Bifurquer, toujours : continuer après Bernard Stiegler
Le 5 août dernier nous quittait le philosophe Bernard Stiegler. Il avait 68 ans. Il venait de publier avec le collectif Internation un ouvrage intitulé Bifurquer. L’ancien directeur de l’Institut de recherche et d’innovation (IRI) et fondateur du groupe de réflexion philosophique Ars Industrialis, devenu l’Association des amis de la génération Thunberg, écrivait en guise d’ « Avertissement » à ce dernier ouvrage : « La pandémie qui a paralysé le monde en quelques semaines révèle désormais comme une évidence l’extraordinaire et effroyable vulnérabilité de l’actuel “modèle de développement” (…) Elle prouve que ce modèle est condamné à mort et qu’il nous condamnera à mort avec lui, où que nous soyons dans le monde, si nous ne le changeons pas. »
C’est une écriture de l’urgence que celle de Bernard Stiegler. Il y a du « maintenant ! » avec un point d’exclamation dans chacune de ses phrases. Il nous enjoint. À nous aimer nous-mêmes pour aimer les autres, lutter contre cette perdition du Nous, qui peut nous rendre fous jusqu’au meurtre de masse (Aimer, s’aimer, nous aimer, 2003), à Réenchanter le monde (2006), à ne pas nous laisser engloutir par une technologie tueuse de désirs dans Dans la disruption (2016) …
Ses livres, jusqu’au dernier donc, s’ancrent plus que jamais dans ce temps où il faut faire, changer, penser, panser.
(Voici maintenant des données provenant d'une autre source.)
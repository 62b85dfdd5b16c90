//! In-process messaging core: lock-free pipes with flow control and a
//! race-free shutdown handshake, driven by single-threaded reactors.
//!
//! Layers, leaf to root:
//!
//! - [`yqueue`]: chunked single-reader/single-writer queue
//! - [`ypipe`]: lock-free one-way pipe over it
//! - [`pipe`]: bidirectional pipe with watermarks and termination
//! - [`mailbox`] / [`signaler`]: cross-thread command delivery and wakeups
//! - [`reactor`]: fd readiness and timers on one thread

pub mod clock;
pub mod command;
pub mod error;
pub mod mailbox;
pub mod msg;
pub mod pipe;
pub mod reactor;
pub mod signaler;
pub mod ypipe;
pub mod yqueue;

pub use clock::{Clock, ManualClock, QuantaClock, SystemClock};
pub use command::{Command, CommandSink, Envelope, LocalSink, PipeId};
pub use error::{Error, Result};
pub use mailbox::Mailbox;
pub use msg::{Item, Msg};
pub use pipe::{pipepair, PairConfig, Pipe, PipeEvents, PipeState, PipeStatus};
pub use reactor::{
    Context, EventHandler, Handle, Interest, Reactor, ReactorConfig, ReactorThread, TimerId,
};
pub use signaler::Signaler;
pub use ypipe::{ypipe, ypipe_with_chunk, YPipeReader, YPipeWriter};
pub use yqueue::YQueue;
use std::sync::{mpsc, Arc};
use std::time::Duration;

use conduit::{Command, CommandSink, Envelope, Mailbox, PairConfig};

#[test]
fn send_from_other_thread_wakes_blocked_recv() -> conduit::Result<()> {
    let mailbox = Arc::new(Mailbox::new()?);
    let consumer = Arc::clone(&mailbox);

    let (started_tx, started_rx) = mpsc::channel();
    let (done_tx, done_rx) = mpsc::channel();

    let handle = std::thread::spawn(move || -> conduit::Result<()> {
        let _ = started_tx.send(());
        let envelope = consumer.recv(Some(Duration::from_secs(5)))?;
        let _ = done_tx.send(envelope.map(|env| env.command));
        Ok(())
    });

    started_rx.recv().unwrap();
    assert!(done_rx.recv_timeout(Duration::from_millis(50)).is_err());

    // Any pipe id works as an address; the mailbox does not route.
    let (pipe, _peer) = conduit::pipepair(
        [Arc::clone(&mailbox) as Arc<dyn CommandSink>, Arc::clone(&mailbox) as _],
        PairConfig::default(),
    );
    mailbox.send(Envelope {
        dest: pipe.id(),
        command: Command::ActivateWrite { msgs_read: 7 },
    });

    let received = done_rx.recv_timeout(Duration::from_secs(5)).unwrap();
    assert!(matches!(
        received,
        Some(Command::ActivateWrite { msgs_read: 7 })
    ));
    handle.join().unwrap()?;
    Ok(())
}

#[test]
fn many_producers_keep_per_producer_order() -> conduit::Result<()> {
    const PRODUCERS: u64 = 4;
    const PER_PRODUCER: u64 = 2_000;

    let mailbox = Arc::new(Mailbox::new()?);
    let (pipe, _peer) = conduit::pipepair(
        [Arc::clone(&mailbox) as Arc<dyn CommandSink>, Arc::clone(&mailbox) as _],
        PairConfig::default(),
    );
    let dest = pipe.id();

    let handles: Vec<_> = (0..PRODUCERS)
        .map(|producer| {
            let mailbox = Arc::clone(&mailbox);
            std::thread::spawn(move || {
                for seq in 0..PER_PRODUCER {
                    mailbox.send(Envelope {
                        dest,
                        command: Command::ActivateWrite {
                            msgs_read: producer * PER_PRODUCER + seq,
                        },
                    });
                }
            })
        })
        .collect();

    let mut last = vec![None::<u64>; PRODUCERS as usize];
    let mut received = 0;
    while received < PRODUCERS * PER_PRODUCER {
        let Some(env) = mailbox.recv(Some(Duration::from_secs(5)))? else {
            panic!("mailbox stalled after {received} envelopes");
        };
        let Command::ActivateWrite { msgs_read } = env.command else {
            panic!("unexpected command");
        };
        let producer = (msgs_read / PER_PRODUCER) as usize;
        if let Some(prev) = last[producer] {
            assert!(msgs_read > prev, "producer {producer} reordered");
        }
        last[producer] = Some(msgs_read);
        received += 1;
    }

    for handle in handles {
        handle.join().unwrap();
    }
    assert!(mailbox.try_recv()?.is_none());
    Ok(())
}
Bifurquer.
« Je crois que Bernard Stiegler était obsédé par l’idée d’actualiser la pensée de chaque philosophe (…) Manquer un problème ou ne pas anticiper les conséquences d’un changement dans le système technique apparaissait comme une véritable faute pour Stiegler. Il dresse ainsi un portrait des philosophes par les problèmes qu’ils n’ont pas vu ou pas su voir alors qu’ils émergeaient à leur époque. » écrit le designer et doctorant à l’Institut de géographie de l’Université Paris 1 Clément Gaillard dans « Comment faire de la philosophie à présent ? », un hommage à Stiegler publié sur son site personnel au mois de septembre dernier.